[Collected data entries]
————————
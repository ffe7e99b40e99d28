use indexmap::IndexMap;
use wire::{Reader, Writer};

use crate::error::{Error, Result};
use crate::value::Value;

/// Ordered key/value property bag (spec.md §3: "ValueSet"). Ordering is
/// preserved on the wire (`IndexMap` keeps insertion order) but is
/// semantically irrelevant to consumers — lookups are always by key.
#[derive(Debug, Clone, Default, PartialEq)]
pub struct ValueSet {
	entries: IndexMap<String, Value>,
}

impl ValueSet {
	pub fn new() -> Self {
		Self::default()
	}

	pub fn insert(&mut self, key: impl Into<String>, value: Value) -> &mut Self {
		self.entries.insert(key.into(), value);
		self
	}

	pub fn get(&self, key: &str) -> Option<&Value> {
		self.entries.get(key)
	}

	pub fn contains_key(&self, key: &str) -> bool {
		self.entries.contains_key(key)
	}

	pub fn decode(r: &mut Reader) -> Result<Self> {
		let count = r.read_u32()? as usize;
		let mut entries = IndexMap::with_capacity(count.min(4096));
		for _ in 0..count {
			let key = r.read_string_utf8()?;
			let value = Value::decode(r)?;
			entries.insert(key, value);
		}
		Ok(Self { entries })
	}

	pub fn encode(&self, w: &mut Writer) {
		w.write_u32(self.entries.len() as u32);
		for (key, value) in &self.entries {
			w.write_string_utf8(key);
			value.encode(w);
		}
	}

	fn require(&self, key: &str) -> Result<&Value> {
		self.entries.get(key).ok_or_else(|| Error::MissingKey { key: key.to_owned() })
	}

	pub fn get_u32(&self, key: &str) -> Result<u32> {
		match self.require(key)? {
			Value::U32(v) => Ok(*v),
			other => Err(mismatch(key, "u32", other)),
		}
	}

	pub fn get_u64(&self, key: &str) -> Result<u64> {
		match self.require(key)? {
			Value::U64(v) => Ok(*v),
			other => Err(mismatch(key, "u64", other)),
		}
	}

	pub fn get_string(&self, key: &str) -> Result<&str> {
		match self.require(key)? {
			Value::String(v) => Ok(v.as_str()),
			other => Err(mismatch(key, "string", other)),
		}
	}

	pub fn get_bytes(&self, key: &str) -> Result<&[u8]> {
		match self.require(key)? {
			Value::Bytes(v) => Ok(v.as_slice()),
			other => Err(mismatch(key, "bytes", other)),
		}
	}

	pub fn get_list_string(&self, key: &str) -> Result<&[String]> {
		match self.require(key)? {
			Value::ListString(v) => Ok(v.as_slice()),
			other => Err(mismatch(key, "list<string>", other)),
		}
	}
}

fn mismatch(key: &str, expected: &'static str, actual: &Value) -> Error {
	Error::TypeMismatch { key: key.to_owned(), expected, actual: actual.type_name() }
}

#[cfg(test)]
mod tests {
	use super::*;

	#[test]
	fn round_trips_preserving_order() {
		let mut vs = ValueSet::new();
		vs.insert("ControlMessage", Value::U32(1));
		vs.insert("FileNames", Value::ListString(vec!["a.bin".into(), "b.bin".into()]));
		vs.insert("BytesToSend", Value::U64(250_000));
		vs.insert("Blob", Value::Bytes(vec![1, 2, 3, 4]));

		let mut w = Writer::new();
		vs.encode(&mut w);
		let bytes = w.into_bytes();

		let mut r = Reader::new(&bytes);
		let decoded = ValueSet::decode(&mut r).unwrap();

		assert_eq!(decoded, vs);
		assert_eq!(decoded.entries.keys().collect::<Vec<_>>(), vs.entries.keys().collect::<Vec<_>>());
	}

	#[test]
	fn typed_accessors_fail_on_mismatch() {
		let mut vs = ValueSet::new();
		vs.insert("BytesToSend", Value::U64(1));

		assert_eq!(vs.get_u32("BytesToSend"), Err(Error::TypeMismatch { key: "BytesToSend".into(), expected: "u32", actual: "u64" }));
	}

	#[test]
	fn missing_key_is_distinct_from_mismatch() {
		let vs = ValueSet::new();
		assert_eq!(vs.get_u32("Nope"), Err(Error::MissingKey { key: "Nope".into() }));
	}
}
————————
■ Problem ■
Beginning with the very first line of the records above, please retype each line through the one that has "fn require(&self, key: &str)", and add nothing.

■ Exercise solution ■
repository ffe7e99b40e99d28
use indexmap::IndexMap;
use wire::{Reader, Writer};

use crate::error::{Error, Result};
use crate::value::Value;

/// Ordered key/value property bag (spec.md §3: "ValueSet"). Ordering is
/// preserved on the wire (`IndexMap` keeps insertion order) but is
/// semantically irrelevant to consumers — lookups are always by key.
#[derive(Debug, Clone, Default, PartialEq)]
pub struct ValueSet {
	entries: IndexMap<String, Value>,
}

impl ValueSet {
	pub fn new() -> Self {
		Self::default()
	}

	pub fn insert(&mut self, key: impl Into<String>, value: Value) -> &mut Self {
		self.entries.insert(key.into(), value);
		self
	}

	pub fn get(&self, key: &str) -> Option<&Value> {
		self.entries.get(key)
	}

	pub fn contains_key(&self, key: &str) -> bool {
		self.entries.contains_key(key)
	}

	pub fn decode(r: &mut Reader) -> Result<Self> {
		let count = r.read_u32()? as usize;
		let mut entries = IndexMap::with_capacity(count.min(4096));
		for _ in 0..count {
			let key = r.read_string_utf8()?;
			let value = Value::decode(r)?;
			entries.insert(key, value);
		}
		Ok(Self { entries })
	}

	pub fn encode(&self, w: &mut Writer) {
		w.write_u32(self.entries.len() as u32);
		for (key, value) in &self.entries {
			w.write_string_utf8(key);
			value.encode(w);
		}
	}

	fn require(&self, key: &str) -> Result<&Value> {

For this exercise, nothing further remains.